Bósnia — Catar: o jogo do tudo ou nada que promete menos do que vende
Há partidas que chegam embaladas como espetáculos de fogos de artifício e terminam em chá de cadeira. Bósnia e Catar, neste mata-mata disfarçado de fase de grupos, tem cara de ser exatamente isso.
Os dois somam um pontinho cada e sabem que o empate elimina ambos. A leitura preguiçosa diz: desespero igual a gols. A leitura cuidadosa diz outra coisa bem diferente.
O fantasma do 0 a 6 que engana o mercado
O Catar levou meia dúzia do Canadá e virou piada antes da hora. Só que aquilo foi um exercício de sobrevivência com nove em campo, não um retrato fiel da defesa catariana.
Onze contra onze, contra a Suíça, eles seguraram tudo até os acréscimos e ainda arrancaram o empate de cabeça. Disciplina defensiva o Catar tem — e Lopetegui, por instinto, organiza primeiro e ataca depois.
O problema é que justamente os dois suspensos, Homam Al Amin e Madibo, eram peças do equilíbrio. Mesmo assim, a vocação é recuar e contra-atacar, não abrir o jogo.
A Bósnia e o velho dilema de quem tem a bola
A seleção de Barbarez é favorita com razão: mais físico europeu, banco de ataques mais profundo e uma torcida calorosa em Seattle. Mas há um detalhe incômodo no currículo recente.
A Bósnia é um instrumento meio cego quando precisa mandar no jogo. Precisou de pênaltis para passar de uma Itália com dez homens, empatou friendlies sem brilho e tem o hábito de moer o adversário em vez de atropelá-lo.
Sem Muharemović, suspenso, a zaga central foi remendada, e há ainda a dúvida sobre Dedić, com pendência na coxa. Os próprios bósnios pedem cautela: um "triunfo controlado, sem risco em excesso".
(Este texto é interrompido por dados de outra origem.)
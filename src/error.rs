use std::{
    error::Error,
    fmt::{self, Display},
    io,
};

use rand_distr::uniform::Error as UniformError;

/// The result type used in the entire perceptron crate.
pub type Result<T> = std::result::Result<T, PerceptronErr>;

/// The perceptron crate's error type.
#[derive(Debug)]
pub enum PerceptronErr {
    /// Two sizes that must agree don't, e.g. an input vector and the weights.
    SizeMismatch {
        what: &'static str,
        got: usize,
        expected: usize,
    },
    /// A constructor argument is out of its domain.
    InvalidInput(String),
    /// The configuration could not be read, parsed or validated.
    InvalidConfig(String),
}

impl Display for PerceptronErr {
    fn fmt(&self, f: &mut fmt::Formatter<'_>) -> fmt::Result {
        match self {
            PerceptronErr::SizeMismatch {
                what,
                got,
                expected,
            } => write!(
                f,
                "There's a size mismatch for {what}, got {got} and expected {expected}"
            ),
            PerceptronErr::InvalidInput(msg) => write!(f, "invalid input: {msg}"),
            PerceptronErr::InvalidConfig(msg) => write!(f, "invalid config: {msg}"),
        }
    }
}

impl Error for PerceptronErr {}

impl From<UniformError> for PerceptronErr {
    fn from(value: UniformError) -> Self {
        Self::InvalidInput(value.to_string())
    }
}

impl From<serde_json::Error> for PerceptronErr {
    fn from(value: serde_json::Error) -> Self {
        Self::InvalidConfig(value.to_string())
    }
}

impl From<io::Error> for PerceptronErr {
    fn from(value: io::Error) -> Self {
        Self::InvalidConfig(value.to_string())
    }
}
O calor que abre o jogo... para baixo
A bola rola ao meio-dia local, sob sol e cerca de 25°C subindo. As pausas para hidratação picotam o ritmo e convidam os técnicos a resetar o jogo a cada parada.
Some tudo: dois times que precisam vencer mas temem ainda mais perder, ataques modestos, defesa catariana subestimada e calor que sufoca o pique. O resultado tende ao xadrez, não ao carnaval de gols.
Pesei a alternativa de Bósnia com handicap, mas apostar numa goleada de um time que custa a matar adversários é escolher o cavalo errado. O caminho mais sólido aponta para um jogo enxuto.